ALBUM REVIEW: Echoes From A Mass – Greenleaf
If you’re ever looking for some solid stoner rock sounds, GREENLEAF can do you no wrong. Returning with their new album Echoes From A Mass, following up from 2018’s Hear The Rivers there’s inevitably some excitement about what’s on offer. With ten more tunes lined up, will they deliver the bombastic stoner rock we’ve come to expect?
A strong start with first track Tides blossoms into a nice, heavy sludge fest of dense guitar chugging and growing basslines, with nicely opposed vocals, clean and crisp with a signing chorus of voices creating a mythical quality. It’s aggressive and mysterious in equal measure, and leaves you eager to consume more. Just as well then, that Good God I Better Run Away delivers a roaring four and a half minutes of stomping, rhythmically charged grooving. While it’s not ground breaking, it ticks all the right boxes for bluesy, good time moshing music; high energy, decent vocal melody, good riffs. It’s a good time.
For something with a little more tension and restraint, Needle In My Eye is a go to. Mostly, it holds itself back, giving hits of something darker and more urgent lurking just beneath the surface. GREENLEAF are more focused on lyrical storytelling here, which has a grit and charge that really benefits the whole movement. As things build, it becomes a tumult of bittersweet licks and bluster-blurred drum fills to great effect.

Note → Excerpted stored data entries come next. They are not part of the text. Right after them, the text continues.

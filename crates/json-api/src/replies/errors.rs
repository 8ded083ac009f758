//! Errors

use replygate_app::replies::GenerationError;
use tracing::error;

use crate::errors::ApiError;

pub(crate) fn into_api_error(error: GenerationError) -> ApiError {
    match error {
        GenerationError::EmptyPrompt => ApiError::bad_request("Prompt must not be empty"),
        GenerationError::Http(source) => {
            error!("completion request failed: {source}");

            ApiError::upstream()
        }
        GenerationError::UnexpectedResponse { status, body } => {
            error!(status, "completion service rejected request: {body}");

            ApiError::upstream()
        }
    }
}

#[cfg(test)]
mod tests {
    use crate::errors::ErrorCode;

    use super::*;

    #[test]
    fn empty_prompt_is_the_callers_fault() {
        assert_eq!(
            into_api_error(GenerationError::EmptyPrompt).code(),
            ErrorCode::BadRequest
        );
    }

    #[test]
    fn upstream_failures_are_hidden() {
        let error = into_api_error(GenerationError::UnexpectedResponse {
            status: 500,
            body: "model overloaded".to_string(),
        });

        assert_eq!(error.code(), ErrorCode::UpstreamError);
    }
}
//! Downstream reply generation.
//!
//! The gateway forwards an authenticated, rate-limited request to a
//! completion service and relays the generated reply. Prompt construction
//! lives upstream; this module only carries the request across.

mod client;
mod data;
mod errors;

pub use client::*;
pub use data::*;
pub use errors::GenerationError;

While Love Undone leans into the southern rock sounds, it plays things a little safer. There’s nothing wrong with that of course, and it’s a well-produced piece of work. However, that doesn’t kick as hard or swoon as softly, and just when you think things are going to kick off, you end up with three unnecessary build ups one after another, only to be greeted by a like for like repeat of the chorus.
Not to fear though, Bury Me My Son has much more swagger from the off, something in the lull of its rhythm that feels psychedelic. You can feel the heat and swing of the music urging you to sway and move yourself. Thankfully, when promised a build up to something bigger, it takes its time with one mean bass line, that signals the galloping charge into some sweet guitar riffing and delivers on it’s heavy, intoxicating groove.

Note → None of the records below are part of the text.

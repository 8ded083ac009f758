//! Transit slot: where the page leaves a freshly minted credential for the
//! capturer to pick up.

mod loopback;
mod memory;

use std::fmt::Debug;

use async_trait::async_trait;
use mockall::automock;

use crate::{errors::BridgeError, payload::TransferPayload};

pub use loopback::{DEFAULT_TRANSIT_PORT, LoopbackSlot};
pub use memory::MemorySlot;

/// Single-value hand-off between the page context and the capturer.
///
/// `take` consumes: a payload is handed out at most once.
#[automock]
#[async_trait]
pub trait TransitSlot: Debug + Send + Sync {
    /// Replace whatever the slot holds with `payload`.
    async fn place(&self, payload: TransferPayload) -> Result<(), BridgeError>;

    /// Remove and return the payload, if one is waiting.
    async fn take(&self) -> Result<Option<TransferPayload>, BridgeError>;
}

A Hand Of Might is very playful, something like a mischievous fairy tale, with tumbling riffs and drums, creeping hooks and bellowing vocals, while Match On Higher Grounds has a more swooning, psychedelic edge once more. Everything’s very well placed in this album, there’s plenty of bang and sparkle, lots of meat on the bones of every song, while a GREENLEAF allow each tune it’s moment in the sun.
Another one that allows the lingering loop of the riff to catch your ear, Hang On is big, blue driven smouldering to a tee. It rises and rises, adding layer and after layer, until the satisfying screaming solo blows out, and the blistering outro pummels right up to it’s tight, pleasantly abrupt ending.
Our longest offering so far, On Wings of Gold manages to take everything that GREENLEAF fits into a shorter format, and pump it full of the same aggression and drive without ever feeling tired. It’s poignant, dynamic and mature, a real triumph of expression.
Leaving off What Have We Become has a decent run up at stripped back, looped riffs with less effects on the vocals. It’s a nice tune that builds it’s heavy, stomping weight, that has a feel of something that would fit perfectly over some slow-motion set piece in a movie. It’s the most chilled tune on this record, filled with a melancholy kind of emotion that sits against the rest of the record as a stand out in atmosphere rather than huge dirty riffs.
Echoes From a Mass is a meaty, substantial album with plenty of psychedelic, blues infused stoner atmosphere. With plenty to delve into both melodically and lyrically, GREENLEAF have proven again that they’re well versed in how to make solid, hearty tunes that more often than not keep up momentum, energy and grit.
Rating: 8/10
Echoes From a Mass is set for release on March 26th via Napalm Records.